E que orientações podemos retirar do diagnóstico da ERSAR? Não parece haver dúvidas de que Portugal necessita de mais ecopontos, próximos das populações e com salubridade garantida. Facultadas estas infraestruturas, os consumidores têm melhores condições para darem o seu contributo ao sistema. Ao depositarem todos os resíduos recicláveis nos contentores adequados, garantem que aqueles alcançam maior qualidade e maior valor de venda como matéria-prima e, logo, envolvem menor impacto nos custos de triagem.

Entidades e consumidores, em conjunto, conseguirão tornar o serviço de recolha e tratamento mais racional e sustentável, com menos custos, por ser possível recuperar matérias-primas com valor. Mas não há que esquecer os impactos ambientais positivos desta aliança, decorrentes da diminuição do volume de resíduos enviados para aterro e da menor extração de matérias-primas e recursos naturais, destinados a fabricar novos objetos ou composto para a agricultura.

A meta, vale a pena recordá-lo, é deixar no caixote do lixo apenas o que não é possível valorizar. Mas esta só estará completa com a introdução universal do sistema pay as you throw (PAYT). A ideia subjacente é simples. Paga mais quem mais resíduos deita fora no lixo indiferenciado, beneficia na fatura mensal quem separa para reciclagem.
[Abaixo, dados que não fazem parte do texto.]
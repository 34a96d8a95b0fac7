//! Decoding of variable data
//!
//! Non-record variables are stored contiguously from their offset. Record
//! variables are interleaved: record `i` of a variable starts at
//! `offset + i * record_step`, where the record step is the sum of the
//! per-record sizes of all record variables.
//!
//! All functions seek before reading, the position of the cursor on
//! return is unspecified.

use super::cursor::ByteCursor;
use super::error::{self, not_netcdf};
use super::header::{RecordDimension, STREAMING};
use super::types::{NcGet, NcType, Value, Values};
use super::variable::Variable;

#[cfg(feature = "ndarray")]
use ndarray::ArrayD;

/// Decoded data of a variable
///
/// Elements are kept in a flat buffer in row-major order. Data from non-record
/// variables has a single dimension, data from record variables has shape
/// `[records, elements per record]`.
#[derive(Debug, Clone, PartialEq)]
pub struct Data {
    values: Values,
    shape: Vec<usize>,
}

impl Data {
    pub(crate) fn new(values: Values, shape: Vec<usize>) -> Self {
        debug_assert_eq!(values.len(), shape.iter().product::<usize>());
        Self { values, shape }
    }

    /// The flat buffer of elements
    pub fn values(&self) -> &Values {
        &self.values
    }

    /// Take the flat buffer of elements
    pub fn into_values(self) -> Values {
        self.values
    }

    /// Shape of the data
    pub fn shape(&self) -> &[usize] {
        &self.shape
    }

    /// Type of the elements
    pub fn vartype(&self) -> NcType {
        self.values.vartype()
    }

    /// Number of entries, that is elements for non-record
    /// data and records for record data
    pub fn len(&self) -> usize {
        self.shape.first().copied().unwrap_or(0)
    }

    /// Whether there are no entries
    pub fn is_empty(&self) -> bool {
        self.len() == 0
    }

    fn entry_width(&self) -> usize {
        self.shape.iter().skip(1).product()
    }

    /// A single entry, a scalar when an entry holds one element
    /// and an array (or string for characters) otherwise
    pub fn entry(&self, i: usize) -> Option<Value> {
        if i >= self.len() {
            return None;
        }
        let width = self.entry_width();
        Some(self.values.value_at(i * width, width))
    }

    /// Iterator over all entries
    pub fn entries(&self) -> impl Iterator<Item = Value> + '_ {
        let width = self.entry_width();
        (0..self.len()).map(move |i| self.values.value_at(i * width, width))
    }

    /// Borrow the elements as a typed slice
    pub fn as_slice<T: NcGet>(&self) -> error::Result<&[T]> {
        T::as_slice(&self.values)
    }

    /// Take the elements as a typed vector
    pub fn into_vec<T: NcGet>(self) -> error::Result<Vec<T>> {
        T::from_values(self.values)
    }

    /// Convert into an array with the shape of the data
    #[cfg(feature = "ndarray")]
    pub fn into_array<T: NcGet>(self) -> error::Result<ArrayD<T>> {
        let shape = self.shape.clone();
        let values = self.into_vec::<T>()?;
        ArrayD::from_shape_vec(shape, values).map_err(|e| e.to_string().into())
    }
}

/// Number of records, which must be known in advance
fn record_count(record: &RecordDimension) -> error::Result<usize> {
    if record.length == STREAMING {
        return not_netcdf("streaming record dimension is not supported");
    }
    Ok(record.length.try_into()?)
}

fn position(offset: u64) -> error::Result<usize> {
    Ok(offset.try_into()?)
}

/// All data of a non-record variable
pub fn non_record(cursor: &mut ByteCursor, var: &Variable) -> error::Result<Data> {
    let n = var.width();
    cursor.seek(position(var.offset)?)?;
    let values = var.vartype.read_values(cursor, n)?;
    Ok(Data::new(values, vec![n]))
}

/// Part of a non-record variable, counted in elements
///
/// The start defaults to zero, the length to the rest of the variable
pub fn non_record_slice(
    cursor: &mut ByteCursor,
    var: &Variable,
    start: Option<i64>,
    length: Option<i64>,
) -> error::Result<Data> {
    let n = var.width();
    let start = slice_arg(start.unwrap_or(0))?;
    let length = match length {
        Some(length) => slice_arg(length)?,
        None => n.saturating_sub(start),
    };
    match start.checked_add(length) {
        Some(end) if end <= n => {}
        _ => {
            return Err(error::Error::InvalidSlice(format!(
                "variable has {n} elements, {length} requested from {start}"
            )))
        }
    }

    let size = var.vartype.size() as u64;
    cursor.seek(position(var.offset + start as u64 * size)?)?;
    let values = var.vartype.read_values(cursor, length)?;
    Ok(Data::new(values, vec![length]))
}

fn slice_arg(x: i64) -> error::Result<usize> {
    usize::try_from(x)
        .map_err(|_| error::Error::InvalidSlice(format!("{x} is not a valid index")))
}

/// All records of a record variable
pub fn record(
    cursor: &mut ByteCursor,
    var: &Variable,
    record: &RecordDimension,
) -> error::Result<Data> {
    let nrecs = record_count(record)?;
    let width = var.width();
    if record.record_step == 0 && nrecs > 0 {
        return not_netcdf("record step is zero");
    }
    read_records(cursor, var, record.record_step, 0, nrecs, 0, width)
}

/// Reads `nrecs` consecutive records, `width` elements from
/// element `within` of each record
fn read_records(
    cursor: &mut ByteCursor,
    var: &Variable,
    step: u64,
    first: usize,
    nrecs: usize,
    within: usize,
    width: usize,
) -> error::Result<Data> {
    let size = var.vartype.size() as u64;
    let mut values = Values::empty(var.vartype, nrecs.saturating_mul(width).min(cursor.len()));
    for i in first..first + nrecs {
        cursor.seek(position(var.offset + i as u64 * step + within as u64 * size)?)?;
        values.append(var.vartype.read_values(cursor, width)?)?;
    }
    Ok(Data::new(values, vec![nrecs, width]))
}

/// Part of a record variable
///
/// `start` and `length` count elements over all records placed one
/// after the other. The selection must either stay within a single record,
/// or cover whole records.
pub fn record_slice(
    cursor: &mut ByteCursor,
    var: &Variable,
    record: &RecordDimension,
    start: Option<i64>,
    length: Option<i64>,
) -> error::Result<Data> {
    let nrecs = record_count(record)?;
    let width = var.width();
    if width == 0 {
        return Err(error::Error::InvalidSlice(
            "variable has no elements per record".into(),
        ));
    }
    let start = slice_arg(start.unwrap_or(0))?;
    let length = match length {
        Some(length) => slice_arg(length)?,
        None => (nrecs * width).saturating_sub(start),
    };

    let first = start / width;
    let within = start % width;
    let (count, entry_width) = if length < width && within + length <= width {
        (1, length)
    } else if within == 0 && length % width == 0 {
        (length / width, width)
    } else {
        return Err(error::Error::InvalidSlice(format!(
            "{length} elements from {start} does not fit records of {width} elements"
        )));
    };
    if first + count > nrecs {
        return Err(error::Error::InvalidSlice(format!(
            "selection ends after the last of {nrecs} records"
        )));
    }

    read_records(
        cursor,
        var,
        record.record_step,
        first,
        count,
        within,
        entry_width,
    )
}

/// Hyperslab of a variable, given by a start and count per dimension
///
/// `shape` is the length of each dimension, with the number of records
/// for the record dimension. The selection must already be checked
/// against the shape.
pub fn filtered(
    cursor: &mut ByteCursor,
    var: &Variable,
    record: &RecordDimension,
    shape: &[usize],
    start: &[usize],
    count: &[usize],
) -> error::Result<Data> {
    if var.is_record && record_count(record)? > 0 && record.record_step == 0 {
        return not_netcdf("record step is zero");
    }
    let size = var.vartype.size() as u64;

    let mut strides = Vec::with_capacity(shape.len());
    let mut stride = size;
    for &len in shape.iter().rev() {
        strides.push(stride);
        stride = stride.saturating_mul(len as u64);
    }
    strides.reverse();
    if var.is_record {
        if let Some(outer) = strides.first_mut() {
            *outer = record.record_step;
        }
    }

    let total: usize = count.iter().product();
    let mut values = Values::empty(var.vartype, total.min(cursor.len()));
    if shape.is_empty() {
        cursor.seek(position(var.offset)?)?;
        values.append(var.vartype.read_values(cursor, 1)?)?;
    } else {
        let walk = Walk {
            vartype: var.vartype,
            start,
            count,
            strides: &strides,
        };
        walk.read(cursor, 0, var.offset, &mut values)?;
    }

    let data_shape = if var.is_record {
        vec![count[0], count[1..].iter().product()]
    } else {
        vec![total]
    };
    Ok(Data::new(values, data_shape))
}

fn offset(base: u64, index: u64, stride: u64) -> u64 {
    base.saturating_add(index.saturating_mul(stride))
}

struct Walk<'a> {
    vartype: NcType,
    start: &'a [usize],
    count: &'a [usize],
    strides: &'a [u64],
}

impl Walk<'_> {
    /// Recursion depth is bounded by the number of dimensions,
    /// a contiguous innermost dimension is read at once
    fn read(
        &self,
        cursor: &mut ByteCursor,
        level: usize,
        base: u64,
        out: &mut Values,
    ) -> error::Result<()> {
        let stride = self.strides[level];
        let start = self.start[level] as u64;
        if level + 1 == self.start.len() {
            if stride == self.vartype.size() as u64 {
                cursor.seek(position(offset(base, start, stride))?)?;
                return out.append(self.vartype.read_values(cursor, self.count[level])?);
            }
            // Records of a variable with only the record dimension
            for i in 0..self.count[level] as u64 {
                cursor.seek(position(offset(base, start + i, stride))?)?;
                out.append(self.vartype.read_values(cursor, 1)?)?;
            }
            return Ok(());
        }
        for i in 0..self.count[level] as u64 {
            self.read(cursor, level + 1, offset(base, start + i, stride), out)?;
        }
        Ok(())
    }
}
Há um correlato: a tarifa aplicada ao tratamento dos resíduos deixa de estar indexada ao consumo de água. Esta é outra revolução com data marcada. Até 1 de julho de 2026, o sistema PAYT deve ser adotado em todo o País.

Reclamar melhor serviço é uma arma

Existe outra forma de pressionar para que o serviço melhore: reclamar. Mas, apesar das falhas no serviço diagnosticadas pela ERSAR, os números do relatório não são por aí além expressivos. Das mais de 200 entidades contactadas pelo regulador, 12 nada indicaram sobre reclamações e 53 referiram não terem recebido queixa alguma em 2021. As contempladas com reclamações ou sugestões dos cidadãos foram 195, das quais 42% receberam menos de dez.

Os motivos deste vazio prendem-se, quiçá, com conformismo – o habitual "não vale a pena". Mas, sem denúncia, mais dificilmente os problemas serão resolvidos. Assim sendo, o ecoponto está demasiado sujo e cheio, e perfuma o ambiente com um indisfarçável odor a lixo? Alerte a entidade responsável. Na maioria dos municípios, a recolha e a lavagem incumbem às empresas que tratam os resíduos. Mas, mesmo que não seja o caso, peça informações junto dessas entidades, que devem vir indicadas na fatura mensal, ou veja se, no contentor, existe um contacto para denunciar.

Saiba, no entanto, que são consideradas apenas as reclamações endereçadas na forma escrita. Seja conciso e objetivo na redação e, se possível, junte elementos de prova das suas alegações, como fotografias. Mas não deixe de fazer valer o seu ponto de vista. Consumidor exigente, serviço aprimorado.